Hace
una semana que mi hija pequeña anda por la casa a cuestas con su guitarra,
aprovechando el primer momento libre que se le presenta para ponerse a rasgar
las cuerdas. Recuerdo que, hace tan solo una semana, convencerla para que practicara
un poco en casa, era una misión imposible. Por más que se le rogase, se mostraba
reacia a dedicarle tiempo a la tarea más allá de las clases. Ahora, sin
embargo, hay que decirle que deje la guitarra para que se ponga el pijama o se
siente a la mesa para comer.
De repente, parece
haberse dado cuenta de que interpretar cualquier melodía está al alcance de su
mano. Así que busca en Internet los acordes de una canción y se pone a tocar el
estribillo.
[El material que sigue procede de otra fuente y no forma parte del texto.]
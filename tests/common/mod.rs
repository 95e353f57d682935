//! Common test utilities and fixtures.

#![allow(dead_code)]

use lokihouse_lib::backend::{Backend, MemoryBackend};
use lokihouse_lib::core::{BackendKind, Config, ConfigBuilder, Result};
use lokihouse_lib::Application;
use serde_json::{json, Value};
use std::future::Future;
use std::net::SocketAddr;
use std::sync::Arc;
use std::time::Duration;
use tokio::net::TcpListener;
use tokio::sync::oneshot;
use tokio::task::JoinHandle;

/// Builder for Loki push bodies.
#[derive(Default)]
pub struct PushBuilder {
    streams: Vec<Value>,
}

impl PushBuilder {
    pub fn new() -> Self {
        Self::default()
    }

    /// Adds a stream whose entries are `(ts, line)` pairs.
    pub fn stream(mut self, labels: &str, entries: &[(&str, &str)]) -> Self {
        let entries: Vec<Value> = entries
            .iter()
            .map(|(ts, line)| json!({ "ts": ts, "line": line }))
            .collect();
        self.streams.push(json!({ "labels": labels, "entries": entries }));
        self
    }

    pub fn build(self) -> Value {
        json!({ "streams": self.streams })
    }
}

/// Memory-backed config with buffers that flush quickly.
pub fn fast_config() -> Config {
    ConfigBuilder::new()
        .backend(BackendKind::Memory)
        .samples_buffer(1000, Duration::from_millis(50))
        .labels_buffer(100, Duration::from_millis(50))
        .build()
        .unwrap()
}

/// Memory-backed config whose timers never fire during a test.
pub fn idle_config() -> Config {
    ConfigBuilder::new()
        .backend(BackendKind::Memory)
        .samples_buffer(100_000, Duration::from_secs(3600))
        .labels_buffer(100_000, Duration::from_secs(3600))
        .build()
        .unwrap()
}

/// A gateway serving on an ephemeral local port.
pub struct TestGateway {
    pub addr: SocketAddr,
    pub memory: Arc<MemoryBackend>,
    pub client: reqwest::Client,
    shutdown: Option<oneshot::Sender<()>>,
    handle: JoinHandle<Result<()>>,
}

impl TestGateway {
    pub async fn start(config: Config) -> Self {
        let memory = Arc::new(MemoryBackend::new());
        let backend: Arc<dyn Backend> = memory.clone();
        let listener = TcpListener::bind("127.0.0.1:0").await.unwrap();
        let addr = listener.local_addr().unwrap();
        let (tx, rx) = oneshot::channel::<()>();

        let app = Application::with_backend(config, backend);
        let handle = tokio::spawn(app.serve(listener, async {
            let _ = rx.await;
        }));

        Self {
            addr,
            memory,
            client: reqwest::Client::new(),
            shutdown: Some(tx),
            handle,
        }
    }

    pub fn url(&self, path: &str) -> String {
        format!("http://{}{}", self.addr, path)
    }

    pub async fn push(&self, body: &Value) -> reqwest::Response {
        self.client
            .post(self.url("/api/prom/push"))
            .json(body)
            .send()
            .await
            .unwrap()
    }

    pub async fn query(&self, selector: &str) -> reqwest::Response {
        self.client
            .get(self.url("/api/prom/query"))
            .query(&[("query", selector)])
            .send()
            .await
            .unwrap()
    }

    pub async fn get_json(&self, path: &str) -> Value {
        self.client
            .get(self.url(path))
            .send()
            .await
            .unwrap()
            .json()
            .await
            .unwrap()
    }

    /// Stops the server and waits for the buffers to drain.
    pub async fn stop(mut self) -> Result<()> {
        if let Some(tx) = self.shutdown.take() {
            let _ = tx.send(());
        }
        self.handle.await.unwrap()
    }
}

/// Polls `condition` until it holds or `timeout` elapses.
pub async fn eventually<F, Fut>(timeout: Duration, mut condition: F) -> bool
where
    F: FnMut() -> Fut,
    Fut: Future<Output = bool>,
{
    let deadline = tokio::time::Instant::now() + timeout;
    while tokio::time::Instant::now() < deadline {
        if condition().await {
            return true;
        }
        tokio::time::sleep(Duration::from_millis(10)).await;
    }
    condition().await
}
Es asombroso como el lento proceso del aprendizaje le ha llevado a
ese descubrimiento, que creo que debe ser algo así como darte cuenta de que
puedes leer cualquier texto después de haber aprendido a juntar vocales y
consonantes y a leerlas de corrido.
En
el prólogo de su obra, ‘Los hechos del rey Arturo y sus nobles caballeros’, John
Steinbeck habla de lo difícil que se le antojaba el proceso de aprendizaje del
lenguaje escrito para un niño, de cómo él descubrió la lengua inglesa a través
de la literatura artúrica, de lo sugerentes que le resultaban las palabras
contenidas en el texto y de cómo, en esa época temprana de su vida, buscaba
refugio en ellas. Y, a propósito del lenguaje, por su parte, Pablo Neruda, en ‘Confieso
que he vivido’ habla también de como los conquistadores, cuando saqueaban los
tesoros del Nuevo Continente, iban dejando un legado de una riqueza infinita,
hecho de palabras que caían de sus cascos, armas y armaduras, y hasta de las
herraduras de sus caballos al mismo tiempo que hollaban la tierra.
Tanto
en un caso como en otro, se trata de un descubrimiento fabuloso, que, supongo,
que a ciertas edades resulta todavía más impresionante, aunque se lleve a cabo
de forma natural y casi sin esfuerzo.
A
veces, me gusta pensar que, aún a estas edades y lejos ya de la tierna e
impresionable infancia, somos capaces de llevar a cabo algún descubrimiento,
aunque sea modesto, y de quedar asombrados por las posibilidades que nos brinda
de aprender y disfrutar, sin importarnos dedicarle todo nuestro escaso y, por
eso mismo, precioso tiempo que nos queda.